Asia Bibi, il coraggio della fede
Asia Bibi, il coraggio della fede
Nella durezza del mondo indifferente, quanti tornano a sperare sono «come un giardino irrigato, non languiranno più» (Ger 31,12). Così chi è liberato dalla disperazione, dall’indigenza, da ogni oppressione che sembrava non avere soluzione.
Bisogna gioire con tutto il cuore di quanto è successo in questa settimana. Mi riferisco all’annullamento della sentenza di morte nei confronti di Asia Bibi, la donna pakistana, sposa e madre di cinque figli di fede cristiana, rinchiusa in carcere da nove anni e ingiustamente condannata alla pena capitale per delitto di blasfemia, costretta all’isolamento, in una cella di due metri per due.
Riprende vita, rifiorisce alla luce dopo tanto buio. Il coraggio della sua fede è un esempio per tutti. Poiché ha creduto, non ha ceduto! La sua liberazione indica che nella vita non è sconfitto chi è colpito dalle ingiustizie più atroci, ma chi le concepisce e le mette in atto come pratiche mortali. Ha ragione Papa Francesco quando ci ricorda che «siamo nati per non morire mai più, siamo nati per godere la felicità di Dio!». E la gioia è perfetta quando è condivisa e non si arrende agli assalti del male.
Bisogna resistere! Opporsi alla corruzione con il bene perché sono beati quanti perseverano nell’amore, nella costruzione di una società a misura di bene comune, nella dedizione a Dio e alla propria dignità. Dialogando ultimamente col biblista Alberto Maggi, molto originale nel suo stile, lui portando il discorso sulla vita eterna mi ha spiegato che: «La vita eterna che Gesù offre si chiama così non per la sua durata infinita, ma per la qualità: la sua durata senza fine è conseguenza della qualità, e Gesù ne parla al presente. Non parla mai di una “vita” del futuro, come di un “premio” da conseguire dopo la morte, se ci siamo comportati bene nella vita, ma di una qualità di vita che è a disposizione subito per quanti accettano lui e il suo messaggio e con lui e come lui collaborano alla trasformazione di questo mondo. Gesù lo dice: Chi mangia la mia carne e beve il mio sangue ha la vita eterna (Giovanni 6, 54)».

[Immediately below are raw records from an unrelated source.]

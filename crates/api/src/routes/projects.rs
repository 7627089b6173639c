//! Route definitions for the `/projects` resource.

use axum::routing::{get, put};
use axum::Router;

use crate::handlers::projects;
use crate::state::AppState;

/// Routes mounted at `/projects`.
///
/// ```text
/// GET    /                    -> list_projects
/// POST   /                    -> create_project
/// GET    /{id}                -> get_project
/// PUT    /{id}/attachments    -> update_attachments
/// GET    /{id}/threads        -> list_project_threads
/// GET    /{id}/trades         -> list_project_trades
/// POST   /{id}/trades         -> add_trade
/// ```
pub fn router() -> Router<AppState> {
    Router::new()
        .route(
            "/",
            get(projects::list_projects).post(projects::create_project),
        )
        .route("/{id}", get(projects::get_project))
        .route("/{id}/attachments", put(projects::update_attachments))
        .route("/{id}/threads", get(projects::list_project_threads))
        .route(
            "/{id}/trades",
            get(projects::list_project_trades).post(projects::add_trade),
        )
}
//! Association records between projects, GC profiles and trade profiles.
//!
//! Each association has a compound key type; the store guarantees at most
//! one row per key.

use serde::{Deserialize, Serialize};
use sitelink_core::roles::LinkSource;
use sitelink_core::types::{DbId, Timestamp};
use sqlx::FromRow;

// ---------------------------------------------------------------------------
// Project <-> trade
// ---------------------------------------------------------------------------

/// Logical key of a [`ProjectTradeLink`].
#[derive(Debug, Clone, Copy, PartialEq, Eq, Hash)]
pub struct ProjectTradeKey {
    pub project_id: DbId,
    pub trade_profile_id: DbId,
}

/// A row from the `project_trade_links` table.
#[derive(Debug, Clone, PartialEq, FromRow, Serialize, Deserialize)]
pub struct ProjectTradeLink {
    pub id: DbId,
    pub project_id: DbId,
    pub trade_profile_id: DbId,
    /// User id of whoever added the trade.
    pub added_by: DbId,
    pub created_at: Timestamp,
}

impl ProjectTradeLink {
    pub fn key(&self) -> ProjectTradeKey {
        ProjectTradeKey {
            project_id: self.project_id,
            trade_profile_id: self.trade_profile_id,
        }
    }
}

/// DTO for ensuring a project/trade link.
#[derive(Debug, Clone)]
pub struct NewProjectTradeLink {
    pub key: ProjectTradeKey,
    pub added_by: DbId,
}

// ---------------------------------------------------------------------------
// GC <-> trade (rolodex)
// ---------------------------------------------------------------------------

/// Logical key of a [`RolodexLink`].
#[derive(Debug, Clone, Copy, PartialEq, Eq, Hash)]
pub struct RolodexKey {
    pub gc_profile_id: DbId,
    pub trade_profile_id: DbId,
}

/// A row from the `rolodex_links` table.
#[derive(Debug, Clone, PartialEq, FromRow, Serialize, Deserialize)]
pub struct RolodexLink {
    pub id: DbId,
    pub gc_profile_id: DbId,
    pub trade_profile_id: DbId,
    #[sqlx(try_from = "String")]
    pub source: LinkSource,
    pub created_at: Timestamp,
}

impl RolodexLink {
    pub fn key(&self) -> RolodexKey {
        RolodexKey {
            gc_profile_id: self.gc_profile_id,
            trade_profile_id: self.trade_profile_id,
        }
    }
}

/// DTO for ensuring a rolodex link.
#[derive(Debug, Clone)]
pub struct NewRolodexLink {
    pub key: RolodexKey,
    pub source: LinkSource,
}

Il messaggio è chiaro. La vita è tale se le diamo qualità. Ma quale? Quella dal sapore gratuito, soave, che fa il pieno della maternità di un Dio che non abbandona, che chiede di assumere pian piano i connotati di questo amore che libera e salva.
Vorrei accostarmi ad Asia Bibi, per un attimo inginocchiarmi davanti alle sue lacrime, alla sua sorgente di fede mai inaridita che l’ha resa capace di entrare in questo nuovo giorno. Possa ora recuperare quanto le è stato tolto per tanto tempo e occuparsi della sua famiglia che tanto l’ha sostenuta, andando incontro a persecuzioni e minacce di morte. Oggi è lei che si porta a tutti noi ricca di grazia, con le stimmate della fedeltà, perché ci insegna a non esitare a scegliere la tenerezza contro l’odio e la violenza.
L’unica croce che pesa e schiaccia è, infatti, quella che non trova ragioni di speranza nell’ora della prova e ragioni di consolazione tra le braccia di chi ha il potere di trasformare il pianto in gioia. E questo accade a chi spesso nella vita ritiene invece di confidare più nella disfatta del male che nella mansuetudine del bene, nelle proprie forze egoistiche piuttosto che lottare per un mondo più fraterno.
Rileggendo san Paolo risulta allora evidente che «la creazione stessa attende con impazienza la rivelazione dei figli di Dio» (Romani 8,19). E questa rivelazione è comunicare vita, e dare attenzione alla vita e schierarsi sempre a difesa della vita.